Data under study:
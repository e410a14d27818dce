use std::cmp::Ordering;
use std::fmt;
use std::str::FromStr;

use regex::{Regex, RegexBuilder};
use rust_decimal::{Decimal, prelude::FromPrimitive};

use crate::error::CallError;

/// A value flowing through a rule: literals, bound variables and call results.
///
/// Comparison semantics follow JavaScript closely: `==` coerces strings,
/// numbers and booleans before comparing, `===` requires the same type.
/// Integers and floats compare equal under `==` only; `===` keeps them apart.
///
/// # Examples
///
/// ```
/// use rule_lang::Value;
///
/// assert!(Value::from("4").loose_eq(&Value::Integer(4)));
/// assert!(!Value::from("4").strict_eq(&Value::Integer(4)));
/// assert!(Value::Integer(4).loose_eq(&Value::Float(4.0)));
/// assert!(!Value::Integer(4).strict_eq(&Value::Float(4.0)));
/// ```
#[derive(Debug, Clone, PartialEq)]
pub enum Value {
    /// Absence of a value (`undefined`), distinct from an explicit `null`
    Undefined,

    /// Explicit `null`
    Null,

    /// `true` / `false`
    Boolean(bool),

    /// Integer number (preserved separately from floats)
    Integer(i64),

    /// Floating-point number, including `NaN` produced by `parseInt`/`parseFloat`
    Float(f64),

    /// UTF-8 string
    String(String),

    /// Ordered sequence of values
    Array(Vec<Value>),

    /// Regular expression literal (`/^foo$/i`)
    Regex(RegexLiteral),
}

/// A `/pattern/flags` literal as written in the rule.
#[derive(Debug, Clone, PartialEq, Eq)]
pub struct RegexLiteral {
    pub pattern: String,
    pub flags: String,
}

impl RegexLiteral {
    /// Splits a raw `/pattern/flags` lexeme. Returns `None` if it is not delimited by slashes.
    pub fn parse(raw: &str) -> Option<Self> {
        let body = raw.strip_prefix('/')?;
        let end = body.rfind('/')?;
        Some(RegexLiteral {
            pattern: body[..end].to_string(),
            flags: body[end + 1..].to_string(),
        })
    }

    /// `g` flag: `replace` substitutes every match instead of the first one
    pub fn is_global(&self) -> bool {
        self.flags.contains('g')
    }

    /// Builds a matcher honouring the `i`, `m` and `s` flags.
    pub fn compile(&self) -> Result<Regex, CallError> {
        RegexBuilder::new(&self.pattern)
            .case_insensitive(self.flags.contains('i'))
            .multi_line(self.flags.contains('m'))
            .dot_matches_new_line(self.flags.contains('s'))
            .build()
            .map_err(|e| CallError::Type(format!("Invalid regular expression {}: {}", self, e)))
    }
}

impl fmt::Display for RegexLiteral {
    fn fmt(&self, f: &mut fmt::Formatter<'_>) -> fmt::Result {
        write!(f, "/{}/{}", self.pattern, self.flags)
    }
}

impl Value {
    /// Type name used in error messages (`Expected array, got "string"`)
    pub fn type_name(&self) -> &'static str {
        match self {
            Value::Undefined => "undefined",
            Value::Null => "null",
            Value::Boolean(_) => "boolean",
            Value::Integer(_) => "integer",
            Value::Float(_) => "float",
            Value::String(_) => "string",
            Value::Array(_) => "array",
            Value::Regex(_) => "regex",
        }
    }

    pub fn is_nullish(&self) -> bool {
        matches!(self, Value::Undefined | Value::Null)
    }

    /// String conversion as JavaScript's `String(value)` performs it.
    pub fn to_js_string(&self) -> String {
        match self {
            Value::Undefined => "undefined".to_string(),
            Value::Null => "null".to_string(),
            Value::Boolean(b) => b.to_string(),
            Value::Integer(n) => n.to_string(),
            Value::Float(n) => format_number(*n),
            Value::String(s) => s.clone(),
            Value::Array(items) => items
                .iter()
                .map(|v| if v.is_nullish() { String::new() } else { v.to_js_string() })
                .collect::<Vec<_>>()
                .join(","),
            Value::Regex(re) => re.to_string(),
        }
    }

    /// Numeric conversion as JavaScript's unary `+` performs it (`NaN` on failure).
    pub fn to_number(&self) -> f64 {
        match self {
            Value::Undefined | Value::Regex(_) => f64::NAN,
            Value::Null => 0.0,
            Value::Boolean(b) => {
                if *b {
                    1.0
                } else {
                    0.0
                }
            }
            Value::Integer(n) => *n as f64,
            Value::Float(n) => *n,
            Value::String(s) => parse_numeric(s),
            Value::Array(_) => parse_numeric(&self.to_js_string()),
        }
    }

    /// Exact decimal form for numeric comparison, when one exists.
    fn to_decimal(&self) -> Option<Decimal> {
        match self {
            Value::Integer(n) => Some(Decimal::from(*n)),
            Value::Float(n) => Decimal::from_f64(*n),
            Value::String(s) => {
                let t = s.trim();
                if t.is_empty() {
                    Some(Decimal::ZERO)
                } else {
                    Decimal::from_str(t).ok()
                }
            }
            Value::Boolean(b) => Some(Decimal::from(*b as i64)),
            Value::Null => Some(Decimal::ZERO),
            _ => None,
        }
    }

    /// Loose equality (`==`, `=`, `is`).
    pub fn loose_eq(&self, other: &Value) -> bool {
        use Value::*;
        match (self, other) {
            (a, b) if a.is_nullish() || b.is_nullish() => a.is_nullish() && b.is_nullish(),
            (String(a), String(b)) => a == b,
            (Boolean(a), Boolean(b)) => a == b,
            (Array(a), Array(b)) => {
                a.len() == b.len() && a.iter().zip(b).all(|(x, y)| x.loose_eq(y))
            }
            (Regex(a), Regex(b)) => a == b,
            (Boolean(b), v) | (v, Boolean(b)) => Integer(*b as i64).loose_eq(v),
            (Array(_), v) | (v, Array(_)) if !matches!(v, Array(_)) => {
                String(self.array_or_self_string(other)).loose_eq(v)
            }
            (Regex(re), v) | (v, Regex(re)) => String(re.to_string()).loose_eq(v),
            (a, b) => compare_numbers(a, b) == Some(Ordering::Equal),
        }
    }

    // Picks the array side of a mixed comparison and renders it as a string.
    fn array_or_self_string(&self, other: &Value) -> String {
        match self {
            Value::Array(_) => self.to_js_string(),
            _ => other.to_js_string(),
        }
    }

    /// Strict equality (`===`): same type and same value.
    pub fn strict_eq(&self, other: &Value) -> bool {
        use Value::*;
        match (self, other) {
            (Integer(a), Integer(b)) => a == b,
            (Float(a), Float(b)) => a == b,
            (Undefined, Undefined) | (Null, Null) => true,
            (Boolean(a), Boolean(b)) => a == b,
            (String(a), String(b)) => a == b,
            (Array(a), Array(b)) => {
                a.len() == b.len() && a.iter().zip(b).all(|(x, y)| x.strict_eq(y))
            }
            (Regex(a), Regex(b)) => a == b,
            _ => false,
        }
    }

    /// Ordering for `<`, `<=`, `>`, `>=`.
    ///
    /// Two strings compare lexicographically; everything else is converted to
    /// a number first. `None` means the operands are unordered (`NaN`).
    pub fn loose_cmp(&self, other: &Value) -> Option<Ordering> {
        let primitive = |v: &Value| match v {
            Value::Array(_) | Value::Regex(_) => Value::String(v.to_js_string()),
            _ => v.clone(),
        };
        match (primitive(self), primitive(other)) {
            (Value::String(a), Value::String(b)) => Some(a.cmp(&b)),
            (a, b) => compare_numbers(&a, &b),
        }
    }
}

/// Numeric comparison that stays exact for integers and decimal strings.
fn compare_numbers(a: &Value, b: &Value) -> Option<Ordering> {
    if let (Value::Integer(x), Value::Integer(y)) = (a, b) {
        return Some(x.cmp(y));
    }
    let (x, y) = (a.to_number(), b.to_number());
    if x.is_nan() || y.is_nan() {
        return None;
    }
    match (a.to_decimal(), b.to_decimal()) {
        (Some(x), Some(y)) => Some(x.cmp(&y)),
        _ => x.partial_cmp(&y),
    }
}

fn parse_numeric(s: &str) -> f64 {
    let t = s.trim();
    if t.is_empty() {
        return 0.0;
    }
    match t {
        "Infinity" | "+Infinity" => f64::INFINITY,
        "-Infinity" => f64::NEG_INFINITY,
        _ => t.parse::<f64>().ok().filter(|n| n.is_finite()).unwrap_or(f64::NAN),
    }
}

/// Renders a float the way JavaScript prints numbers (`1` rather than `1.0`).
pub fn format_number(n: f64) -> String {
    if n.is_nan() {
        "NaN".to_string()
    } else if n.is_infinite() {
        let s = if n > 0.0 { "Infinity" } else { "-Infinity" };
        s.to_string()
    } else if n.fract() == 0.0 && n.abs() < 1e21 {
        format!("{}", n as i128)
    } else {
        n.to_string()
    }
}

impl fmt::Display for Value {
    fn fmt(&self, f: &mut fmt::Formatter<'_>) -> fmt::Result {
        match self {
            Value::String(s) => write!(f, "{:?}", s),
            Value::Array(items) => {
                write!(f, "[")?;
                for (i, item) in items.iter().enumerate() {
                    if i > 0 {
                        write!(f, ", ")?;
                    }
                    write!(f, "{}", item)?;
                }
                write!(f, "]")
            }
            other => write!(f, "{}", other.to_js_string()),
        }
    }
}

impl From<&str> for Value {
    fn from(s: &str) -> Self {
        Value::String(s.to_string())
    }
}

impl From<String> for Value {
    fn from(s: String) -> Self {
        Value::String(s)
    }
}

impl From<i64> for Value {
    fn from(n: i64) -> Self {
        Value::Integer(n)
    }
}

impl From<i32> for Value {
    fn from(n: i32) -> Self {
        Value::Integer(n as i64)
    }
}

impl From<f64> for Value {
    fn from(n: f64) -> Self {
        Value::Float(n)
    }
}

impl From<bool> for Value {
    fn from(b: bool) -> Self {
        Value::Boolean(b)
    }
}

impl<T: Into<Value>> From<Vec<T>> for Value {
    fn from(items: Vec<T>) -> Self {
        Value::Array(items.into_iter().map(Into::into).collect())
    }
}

Exercise: Please print the material above exactly as it appears, from its first line through the line containing "Comparison semantics follow", inclusive, and stop there.

Exercise solution:
repository e410a14d27818dce
use std::cmp::Ordering;
use std::fmt;
use std::str::FromStr;

use regex::{Regex, RegexBuilder};
use rust_decimal::{Decimal, prelude::FromPrimitive};

use crate::error::CallError;

/// A value flowing through a rule: literals, bound variables and call results.
///
/// Comparison semantics follow JavaScript closely: `==` coerces strings,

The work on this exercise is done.